**WHAT IS EXPECTED:**
When you reach the line that contains "#[derive(Debug)]" in the data below, start reproducing lines exactly, and stop after the line that contains "from now on.".

===== DATA SECTION =====

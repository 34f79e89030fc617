use crate::error::log_view::LogViewError;
use crate::log_view::LogFilter;
use crate::log_view::pipeline::{LinePipeline, LogSink};

use common::ErrorLocation;

use std::io::{ErrorKind, SeekFrom};
use std::panic::Location;
use std::path::{Path, PathBuf};
use std::sync::Arc;
use std::time::Duration;

use log::{debug, trace, warn};
use tokio::fs::File;
use tokio::io::{AsyncRead, AsyncReadExt, AsyncSeekExt};
use tokio::time::sleep;

const READ_BUFFER_SIZE: usize = 8 * 1024;

/// Decodes UTF-8 from arbitrary byte chunks, holding back a sequence split
/// across two reads until the rest arrives.
#[derive(Debug, Default)]
pub struct Utf8Carry {
    pending: Vec<u8>,
}

impl Utf8Carry {
    pub fn decode(&mut self, bytes: &[u8]) -> String {
        self.pending.extend_from_slice(bytes);

        let mut out = String::new();
        let mut start = 0;
        while start < self.pending.len() {
            match std::str::from_utf8(&self.pending[start..]) {
                Ok(text) => {
                    out.push_str(text);
                    start = self.pending.len();
                }
                Err(e) => {
                    let valid_end = start + e.valid_up_to();
                    if let Ok(text) = std::str::from_utf8(&self.pending[start..valid_end]) {
                        out.push_str(text);
                    }
                    match e.error_len() {
                        // Incomplete sequence at the end: wait for more bytes.
                        None => {
                            start = valid_end;
                            break;
                        }
                        Some(invalid) => {
                            out.push(char::REPLACEMENT_CHARACTER);
                            start = valid_end + invalid;
                        }
                    }
                }
            }
        }

        self.pending.drain(..start);
        out
    }

    /// Whatever is still held back, lossily decoded.
    pub fn finish(&mut self) -> String {
        let rest = String::from_utf8_lossy(&self.pending).into_owned();
        self.pending.clear();
        rest
    }
}

/// Follows a growing log file, reading only bytes appended since the last read.
///
/// A file that shrinks (rotation, truncation) is not detected; reading
/// resumes once it grows past the previous offset again.
#[derive(Debug)]
pub struct FileFollower {
    path: PathBuf,
    offset: u64,
    decoder: Utf8Carry,
}

impl FileFollower {
    /// With `from_start` the existing content is read too; otherwise only
    /// what is appended from now on.
    pub fn new(path: impl Into<PathBuf>, from_start: bool) -> Self {
        let path = path.into();
        let offset = if from_start {
            0
        } else {
            std::fs::metadata(&path).map(|m| m.len()).unwrap_or(0)
        };
        Self {
            path,
            offset,
            decoder: Utf8Carry::default(),
        }
    }

    pub fn path(&self) -> &Path {
        &self.path
    }

    pub fn offset(&self) -> u64 {
        self.offset
    }

    #[track_caller]
    fn io_error(&self, source: std::io::Error) -> LogViewError {
        LogViewError::Io {
            path: self.path.clone(),
            location: ErrorLocation::from(Location::caller()),
            source,
        }
    }

    /// Text appended since the previous call; empty when nothing changed or
    /// the file does not exist yet.
    pub async fn read_delta(&mut self) -> Result<String, LogViewError> {
        let len = match tokio::fs::metadata(&self.path).await {
            Ok(metadata) => metadata.len(),
            Err(e) if e.kind() == ErrorKind::NotFound => return Ok(String::new()),
            Err(e) => return Err(self.io_error(e)),
        };

        if len <= self.offset {
            return Ok(String::new());
        }

        let mut file = File::open(&self.path).await.map_err(|e| self.io_error(e))?;
        file.seek(SeekFrom::Start(self.offset))
            .await
            .map_err(|e| self.io_error(e))?;

        let mut bytes = Vec::new();
        file.take(len - self.offset)
            .read_to_end(&mut bytes)
            .await
            .map_err(|e| self.io_error(e))?;

        self.offset += bytes.len() as u64;
        trace!("Read {} new bytes from {}", bytes.len(), self.path.display());
        Ok(self.decoder.decode(&bytes))
    }
}

pub(crate) fn feed(
    text: &str,
    filter: &mut dyn LogFilter,
    pipeline: &LinePipeline,
    sink: &dyn LogSink,
    instance: &str,
) {
    for c in text.chars() {
        if let Some(record) = filter.process(c) {
            sink.line(instance, pipeline.render(&record));
        }
    }
}

pub(crate) async fn pump_file(
    instance: String,
    mut follower: FileFollower,
    mut filter: Box<dyn LogFilter>,
    pipeline: LinePipeline,
    sink: Arc<dyn LogSink>,
    read_delay: Duration,
) {
    debug!("Following {} for '{instance}'", follower.path().display());

    loop {
        match follower.read_delta().await {
            Ok(text) => feed(&text, filter.as_mut(), &pipeline, sink.as_ref(), &instance),
            Err(e) => warn!("Log reader for '{instance}': {e}"),
        }
        sleep(read_delay).await;
    }
}

pub(crate) async fn pump_stream<R>(
    instance: String,
    label: &'static str,
    mut reader: R,
    mut filter: Box<dyn LogFilter>,
    pipeline: LinePipeline,
    sink: Arc<dyn LogSink>,
) where
    R: AsyncRead + Unpin + Send,
{
    let mut decoder = Utf8Carry::default();
    let mut buffer = vec![0u8; READ_BUFFER_SIZE];

    loop {
        match reader.read(&mut buffer).await {
            Ok(0) => break,
            Ok(n) => {
                let text = decoder.decode(&buffer[..n]);
                feed(&text, filter.as_mut(), &pipeline, sink.as_ref(), &instance);
            }
            Err(e) => {
                warn!("Reading {label} of '{instance}' failed: {e}");
                break;
            }
        }
    }

    let rest = decoder.finish();
    feed(&rest, filter.as_mut(), &pipeline, sink.as_ref(), &instance);
    if let Some(record) = filter.flush() {
        sink.line(&instance, pipeline.render(&record));
    }

    debug!("{label} of '{instance}' closed");
    sink.closed(&instance);
}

=====

**SOLUTION TO THE EXERCISE:**
#[derive(Debug)]
pub struct FileFollower {
    path: PathBuf,
    offset: u64,
    decoder: Utf8Carry,
}

impl FileFollower {
    /// With `from_start` the existing content is read too; otherwise only
    /// what is appended from now on.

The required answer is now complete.